For the world, David Warfel is the face of Zippo. But little do they know that this man is more than the Global Marketing Director of Zippo. EXEC finds out more about the man with a keen streak for adventure.

“I’ve been to India several times, but this is the first time I’m seeing the much talked about rains here.” Sometimes, wading through incessant rain and getting your favourite stockings muddy is totally worth it. A coffee with David Warfel, the Global Marketing Director, Zippo defined an afternoon well spent.

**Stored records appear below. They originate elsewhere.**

//! Paxchain node.
//!
//! Runs one of the five cluster peers: TCP listener, console, and the
//! consensus event loop.
//!
//! ```bash
//! paxchain-node --config cluster.toml --id 1 --data-dir ./data
//! ```
//!
//! On startup the node reloads its last snapshot (if any) and immediately
//! runs catch-up, so a restarted process rejoins the quorum at the current
//! depth before taking new commands.

use anyhow::{bail, Context, Result};
use clap::Parser;
use paxchain_core::Event;
use paxchain_node::NodeStateMachine;
use paxchain_paxos::PaxosConfig;
use paxchain_production::{
    spawn_console, spawn_listener, ChainView, ClusterConfig, NodeRunner, Outbound, SnapshotStore,
    TimerManager,
};
use paxchain_sync::CatchupConfig;
use paxchain_types::{NodeId, NET_DELAY, NUM_NODES};
use std::path::PathBuf;
use std::sync::atomic::AtomicBool;
use std::sync::Arc;
use tokio::sync::mpsc;
use tracing::info;
use tracing_subscriber::EnvFilter;

/// Paxchain cluster node.
#[derive(Parser, Debug)]
#[command(name = "paxchain-node")]
#[command(version, about, long_about = None)]
struct Cli {
    /// Path to the peer configuration file (TOML).
    #[arg(short, long)]
    config: PathBuf,

    /// This node's id (1..=5).
    #[arg(long)]
    id: u64,

    /// Directory for the snapshot file.
    #[arg(long, default_value = ".")]
    data_dir: PathBuf,

    /// Log level filter (overridden by RUST_LOG).
    #[arg(long, default_value = "info")]
    log_level: String,
}

#[tokio::main]
async fn main() -> Result<()> {
    let cli = Cli::parse();

    tracing_subscriber::fmt()
        .with_env_filter(
            EnvFilter::try_from_default_env().unwrap_or_else(|_| EnvFilter::new(&cli.log_level)),
        )
        .with_writer(std::io::stderr)
        .init();

    if cli.id == 0 || cli.id > NUM_NODES {
        bail!("--id must be in 1..={NUM_NODES}, got {}", cli.id);
    }
    let me = NodeId(cli.id);

    let cluster = Arc::new(ClusterConfig::load(&cli.config).context("loading peer config")?);
    let listen = cluster
        .addr(me)
        .context("own node id missing from peer config")?;

    std::fs::create_dir_all(&cli.data_dir).context("creating data directory")?;
    let store = SnapshotStore::for_node(&cli.data_dir, me);
    let recovered = store.load().context("loading snapshot")?.unwrap_or_default();
    info!(node = %me, depth = recovered.depth(), "starting");

    let (event_tx, event_rx) = mpsc::channel(1024);
    let (shutdown_tx, shutdown_rx) = mpsc::channel(1);
    let failed = Arc::new(AtomicBool::new(false));

    let (bound, _listener) = spawn_listener(listen, event_tx.clone(), Arc::clone(&failed))
        .await
        .context("binding listen socket")?;
    info!(addr = %bound, "listening");

    let outbound = Outbound::new(Arc::clone(&cluster), me, Arc::clone(&failed), NET_DELAY);
    let timers = TimerManager::new(event_tx.clone());
    let view = ChainView::shared(recovered.clone());
    let machine = NodeStateMachine::new(
        me,
        rand::random(),
        PaxosConfig::default(),
        CatchupConfig::default(),
        recovered,
    );

    let _console = spawn_console(event_tx.clone(), Arc::clone(&view), shutdown_tx.clone());

    // Rejoin the quorum: catch up to whatever committed while we were away.
    event_tx
        .send(Event::Recover)
        .await
        .expect("runner not started yet");

    tokio::spawn(async move {
        let _ = tokio::signal::ctrl_c().await;
        let _ = shutdown_tx.send(()).await;
    });

    let runner = NodeRunner::new(machine, event_rx, timers, outbound, store, view, failed);
    runner.run(shutdown_rx).await?;
    Ok(())
}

“It speeds up and cools downs the city at the same time,” smiles Warfel, polishing his plain, classic Zippo. Five years with the world’s most famous lighter brand, he hopes that this journey lasts for a while. “I have a rather long association with Zippo,” he says. “When I was 11, I bought my first Zippo.” Little did he know then that he would be heading the family that crafted these wind-proof lighters. Each, an individual piece of art, for the past 80 years, Zippos have been an absolute favourite of anyone who has ever chanced to use them.

For the young David, the lighter was a sign of security, the assurance the Boy Scout needed before running to save a puppy in need. “I remember walking into a pharmacy store and asking for a Zippo. God knows what I was thinking when I bought that lighter for $3. I bet I thought I could be some kind of a superhero.” Growing up at a time where the Zippo was a sign of confidence, this young boy knew this was a name he could trust. “All I knew was the fact that I was a scout and I knew that I always had to be prepared. At any point of time I would need to start a fire or signal someone or even rescue a small animal in pain and I knew I needed the Zippo.” Like they all say, each story about a Zippo starts with ‘I remember’.

But little does the world know that little Warfel was quite an adventurer. When he was 14, he and a good friend of his, Scott, had walked into an airport with nothing but two shopping bags, some saved up money and a plan to enjoy life for a couple of weeks. “One day, we thought that we needed to see the world, and off we went to enjoy the sun, sand and surf of the little heaven called the Caribbean we had only heard of. But unfortunately, we forgot to inform someone and Scott’s dad, who had been in the services, sent the US Navy after us. So a good two weeks later I was hauled back home and for several months after that, I was not allowed to go out anywhere except for school.”

Less than a year later, he tried his hand at music. “We were all very enthusiastic, but we were not cut out to be rock stars. No matter how hard we tried, we just could not get our guitars to sound good in public.” Unfortunately this four-member band, the Odds and Ends had more problems than that. Lead vocalist, Tom, was worse than the three Dave’s of the band. Invite even one person to watch the band jamming together and little Tom would break out into a cold sweat. “He was by far the most talented one in the band. He could actually sing. But audience was something he could never prepare himself for. The rest of us were fast learners and within a very short period of time we realized that we just could not play and we gave up. Speaking strictly about me, I was exceptionally bad with the rhythm guitar.”

But Warfel’s tales of adventures did not stop there. A little more than a decade ago, he made his way to South East Asia, and decided to embrace a job that was all about sun, sand and fun. “Though all my friends attributed this decision of mine to severe mid-life crisis, I knew what I was doing. But it was only after setting up the bar (or a few) in Thailand that I realized that having too much of fun is not good for a career.” While the rest of us can only dream of lounging around on the beach, flipping through our paperbacks, David Warfel was a man who not only walked down the path of a dream job, but also left it behind because it was ‘too much of fun’. “If you wake up in Paradise every single day, it will cease to be a place you can enjoy. Yes, having a job you love is important, but living the life you love and passing it off as a job didn’t work for me. I still cannot believe that I learnt that there is something known as ‘too much of fun!’”

A reader, a music-lover, a film-enthusiast, David Warfel is one of those men who know how to share smiles. “People are always talking to me about my work. Little do they know that I can walk on water and fly too,” chuckles the silver-haired man as the interview draws to an end.